=== Material supplied ===

pub mod action;
pub mod app;
pub mod clipboard;
pub mod config;
pub mod domain;
pub mod event;
pub mod export;
pub mod input;
pub mod manager;
pub mod payload;
pub mod store;
pub mod theme;
pub mod tui;
pub mod widgets;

=== Work instruction ===
Output the material above in full. Change nothing.

=== Result of the task ===
pub mod action;
pub mod app;
pub mod clipboard;
pub mod config;
pub mod domain;
pub mod event;
pub mod export;
pub mod input;
pub mod manager;
pub mod payload;
pub mod store;
pub mod theme;
pub mod tui;
pub mod widgets;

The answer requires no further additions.